Join For FreeComputer vision, as an integral component of artificial intelligence, is gaining increasing significance within the insurance sector. Its implementation yields manifold advantages, such as process automation, cost reduction, heightened precision, and an enhanced customer experience.
Computer vision technology brings many opportunities, including the replacement of manual inspection to a certain extent. That’s why the Intelliarts team found it promising to start working on an automated car damage assessment project.
In this exploration, we delve into the Intelliarts team's experience with solving car damage detection challenges using computer vision. We will examine specific algorithms that can be employed, elucidate the model training and evaluation process, and evaluate the potential benefits of popular algorithms in the realm of computer vision projects.
What Algorithms Can Solve Car Damage Detection Task
For this purpose, engineers utilize the image segmentation algorithm. Its work is to attribute one or another class to a particular pixel in the image based on certain visual characteristics, such as color, texture, intensity, or shape. In the case of vehicle inspection, the class is either with damage or without damage. The goal of image segmentation is to simplify or change the representation of an image into a more meaningful form, separate objects from the background, and make them easy to analyze.
The two major approaches to image segmentation are the following:
Instance Segmentation
With this computer vision technique, each individual object is identified and labeled with a unique identifier. The first step of instance segmentation is object detection. In this phase, a computer vision algorithm attempts to detect all objects in the image and provide a bounding box, i.e., rectangular or square-shaped figure surrounding an object, to each of them. During the classification done over areas inside bounding boxes, the algorithm calculates the confidence or the likelihood of the particular object of interest with a specific class, e.g., car, tree, human, etc., being inside the bounding box.
In the second step of the technique, the algorithm performs segmentation in each of the bounding boxes and labels each pixel, indicating whether it belongs to an object or not.
Another requirement of instance segmentation is the usage of pixel-wise masks. These are binary images that are used to identify the location of objects or regions of interest within an image. Each pixel in the mask is assigned a value of either 0 or 1, indicating whether that pixel belongs to the object or region of interest. Pixel-wise masks can be generated manually by annotating images.
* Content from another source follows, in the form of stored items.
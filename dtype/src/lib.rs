//! Element types for tensor graphs.
//!
//! A [`DType`] describes the scalar element of a tensor. Graph types
//! (`graft_ir::types::TensorType`) pair a dtype with a static shape.

pub mod cast;


/// Scalar element type.
///
/// Discriminant order encodes promotion priority: lower = more specific.
#[derive(Debug, Hash, PartialOrd, Ord)]
#[derive(strum::Display, strum::EnumString, strum::EnumIter, strum::IntoStaticStr)]
#[derive(enumset::EnumSetType)]
#[cfg_attr(any(test, feature = "proptest"), derive(proptest_derive::Arbitrary))]
#[strum(serialize_all = "lowercase")]
#[enumset(repr = "u32")]
pub enum DType {
    Bool = 0,

    // Interleaved signed/unsigned for correct LUB priority
    Int8 = 1,
    UInt8 = 2,
    Int16 = 3,
    UInt16 = 4,
    Int32 = 5,
    UInt32 = 6,
    Int64 = 7,
    UInt64 = 8,

    Float16 = 9,
    Float32 = 10,
    Float64 = 11,
}

impl DType {
    pub const fn bytes(&self) -> usize {
        match self {
            Self::Bool | Self::Int8 | Self::UInt8 => 1,
            Self::Int16 | Self::UInt16 | Self::Float16 => 2,
            Self::Int32 | Self::UInt32 | Self::Float32 => 4,
            Self::Int64 | Self::UInt64 | Self::Float64 => 8,
        }
    }

    pub const fn is_bool(&self) -> bool {
        matches!(self, Self::Bool)
    }

    pub const fn is_signed(&self) -> bool {
        matches!(self, Self::Int8 | Self::Int16 | Self::Int32 | Self::Int64)
    }

    pub const fn is_unsigned(&self) -> bool {
        matches!(self, Self::UInt8 | Self::UInt16 | Self::UInt32 | Self::UInt64)
    }

    pub const fn is_int(&self) -> bool {
        self.is_signed() || self.is_unsigned()
    }

    pub const fn is_float(&self) -> bool {
        matches!(self, Self::Float16 | Self::Float32 | Self::Float64)
    }

    /// Smallest float type that holds every value of this dtype exactly,
    /// saturating at `Float64`.
    pub const fn to_float(&self) -> Self {
        match self {
            Self::Float16 | Self::Float32 | Self::Float64 => *self,
            Self::Bool | Self::Int8 | Self::UInt8 => Self::Float16,
            Self::Int16 | Self::UInt16 => Self::Float32,
            _ => Self::Float64,
        }
    }

    /// Normalize a raw `f64` into the value domain of this dtype.
    ///
    /// Integers truncate toward zero and saturate at the type bounds, booleans collapse to
    /// 0/1, floats are kept as-is (`Float16`/`Float32` round through `f32`).
    pub fn normalize(&self, value: f64) -> f64 {
        match self {
            Self::Bool => {
                if value != 0.0 {
                    1.0
                } else {
                    0.0
                }
            }
            Self::Int8 => value as i8 as f64,
            Self::Int16 => value as i16 as f64,
            Self::Int32 => value as i32 as f64,
            Self::Int64 => value as i64 as f64,
            Self::UInt8 => value as u8 as f64,
            Self::UInt16 => value as u16 as f64,
            Self::UInt32 => value as u32 as f64,
            Self::UInt64 => value as u64 as f64,
            Self::Float16 | Self::Float32 => value as f32 as f64,
            Self::Float64 => value,
        }
    }
}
The way this algorithm works ensures that multiple instances of the same object are differentiated from one another, even if they overlap or are partially obscured by other objects in the image.
Semantic Segmentation
The semantic segmentation technique involves dividing an image into multiple segments, each of which corresponds to a particular object or region of interest within the image, and classifying them separately. Unlike traditional image segmentation methods that simply partition an image into arbitrary regions based on pixel similarity, semantic segmentation aims to associate each segment with a meaningful semantic label, such as a person, car, building, tree, etc.
Semantic segmentation treats multiple objects belonging to the same class as a single entity. It can indicate boundaries of, for one, all people, all cars, or all buildings in the image, if necessary. It’s important to note that semantic segmentation allows for detecting damages only without distinguishing them. In construct, instance segmentation can distinguish multiple distinct damages from each other.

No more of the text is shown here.